Schegge dal sogno

di Mario Masini - pagine 204 - euro 17,60 - L'Autore Libri Firenze

Predatori di gioielli sanguinolenti, vittime di killer mascherati, elfi dalle orecchie a punta e nani dalla barba bisunta, adoratori dell’horror, quello true & pure, via di qui! Perché Schegge dal sogno è un po’ un’anomalia, una mosca bianca nel nostro circolo nerdistico, un benvoluto oblò che scruta la normalità. Niente bestie voraci, niente assassini dal coltello facile, niente draghi, spadoni o qualsivoglia finesse di genere. Schegge dal sogno è infatti un romanzo drammatico. Una storia realistica, sofferta, dolorosa. È la vita di Marcello, che, preda dei rimorsi, decide di svanire, di essere umiliato, di venir dimenticato, trasformandosi in un senzatetto, unica soluzione trovata per poter lentamente espiare le proprie colpe.
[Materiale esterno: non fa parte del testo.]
//! Drives every active service client and merges their inventories.

use serde::Serialize;
use tokio_util::sync::CancellationToken;
use tracing::{debug, warn};

use crate::client::{ServiceClientSet, cancellable};
use crate::error::{InventoryError, InventoryResult};
use crate::models::{Resources, ScopeSet};
use crate::services::{Service, ServicePolicy};

/// A best-effort service whose listing failed and was left out.
#[derive(Debug, Clone, Serialize)]
pub struct SkippedService {
    pub service: Service,
    pub error: String,
}

/// Outcome of one aggregation run.
#[derive(Debug, Clone, Default)]
pub struct Aggregation {
    pub resources: Resources,
    pub skipped: Vec<SkippedService>,
}

/// Collect from every client in catalog order and merge the results.
///
/// A critical service failure aborts the run and nothing collected so far is
/// returned. A best-effort failure is logged and the service contributes
/// nothing.
pub async fn aggregate(
    clients: &ServiceClientSet,
    policy: &ServicePolicy,
    scopes: &ScopeSet,
    cancel: &CancellationToken,
) -> InventoryResult<Aggregation> {
    let mut aggregation = Aggregation::default();

    for (&service, client) in clients {
        let result = cancellable(cancel, async {
            client
                .collect(scopes)
                .await
                .map_err(|source| InventoryError::Collector { service, source })
        })
        .await;

        match result {
            Ok(partial) => {
                debug!(service = %service, count = partial.len(), "Collected resources");
                aggregation.resources.merge(partial);
            }
            Err(InventoryError::Cancelled) => return Err(InventoryError::Cancelled),
            Err(err) if policy.is_critical(service) => return Err(err),
            Err(err) => {
                warn!(service = %service, error = %err, "Could not get resources, skipping");
                aggregation.skipped.push(SkippedService {
                    service,
                    error: err.to_string(),
                });
            }
        }
    }

    Ok(aggregation)
}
E Mario Masini ci racconta questo suo triste presente con commozione e sentimento, intervallando la tragica cascata di eventi con massicce esposizioni nel passato di Marcello, rendendo il tutto un affascinante affresco, strutturato con intelligenza e passione. Senza contare gli excursus che l’autore si concede addirittura in territori filo-teologici, alcuni riusciti, altri meno, vero, ma si premia il coraggio.
L’intreccio, di per sé non è particolarmente innovativo - verte sul classico: amore, odio, disfacimento di sentimenti, riscoperta del sorriso - ha però dalla sua momenti di puro coinvolgimento emotivo - oltre alla già citata narrazione non lineare, fiore nell’occhiello di cui vantarsi, per tenacia e coraggio - abili sostenitori della lacrima facile ma mai falsa.
Tuttavia, alcuni aspetti lacunosi non possono passare inosservati. Primo fra tutti una scrittura ancora acerba, abbastanza scorrevole e liscia, vero, ma eccessivamente colloquiale e saltuariamente poco incisiva, che non sa esternare come dovrebbe i sentimenti espressi, e che si rende talvolta protagonista di sgraziati scambi di narratore. I dialoghi soffrono della stessa malattia, apparendo distaccati e rasentando - purtroppo - soltanto la superficie delle mille sensazioni esplorabili. L’uso del marcato accento toscano, poi, è un simpatico apostrofo, ma ciò non toglie che manchi qualche ingrediente alla sostanza vera e propria.
A questo mi preme aggiungere anche un finale davvero troppo brusco e immeritevole, sia nei confronti di Marcello che del lettore, colpevoli di aver atteso un qualcosa che sì, è arrivato, ma non nel modo più giusto e onesto possibile.
Sommiamo poi un prezzo non propriamente accessibile, adatto più a un probabile blockbuster rilegato rigidamente, e ne risulta quindi un’opera ampiamente promossa sotto il piano delle idee, un po’ meno su quello realizzativo. Ne resta comunque un’esperienza da vivere, e qui si parla di piano puramente emozionale. Perché, nonostante qualche scricchiolio di troppo - che il futuro narrativo limerà senza scrupoli - la non-esistenza di Marcello è bisognosa della vostra attenzione.
Voto: 6
[Simone Corà]

Incipit
Calzini bianchi e scarpe da tennis colorate, calzoncini di jeans sfrangiati e una maglietta bianca che lasciava scoperto l’ombelico ampiamente, capelli rossi non troppo lunghi divisi a metà e legati in due ciuffi dietro le orecchie, niente trucco se non una riga nera a marcare netto il taglio degli occhi, efelidi parecchio evidenti sparse sul viso, un telefonino appiccicato all’orecchio in una mano e un samoiedo al guinzaglio nell’altra.
Non c’erano renne da radunare nel Corso e le qualità del cane artico erano ormai scadute, ridotte alla ricerca olfattiva di qualche traccia d’orina d’altri suoi simili, snaturati compagni d’uomini alienati.
Gli occhi arrossati di Marcello seguivano la ragazzo come un freddo congegno che punti il suo obiettivo.
Come sarebbe stata Giulia alla sue età? Avrebbe avuto anche lei un cane da portare a passeggio? Forse. Lei amava gli animali. Aveva i capelli rossi come quella che passava. Sarebbe stata anche lei così scanzonata? Avrebbe indossato capi di quel genere e si sarebbe truccata nello stesso modo?
Marcello tornava indietro di molti anni pensando a quelle cose.
Lui, quando Giulia avesse avuto l’età della ragazza che stava passando, l’avrebbe preferita vestita in maniera più sobria: non da vecchia certo, ma con un tocco di classe che allora aveva sperato ereditasse dalla madre.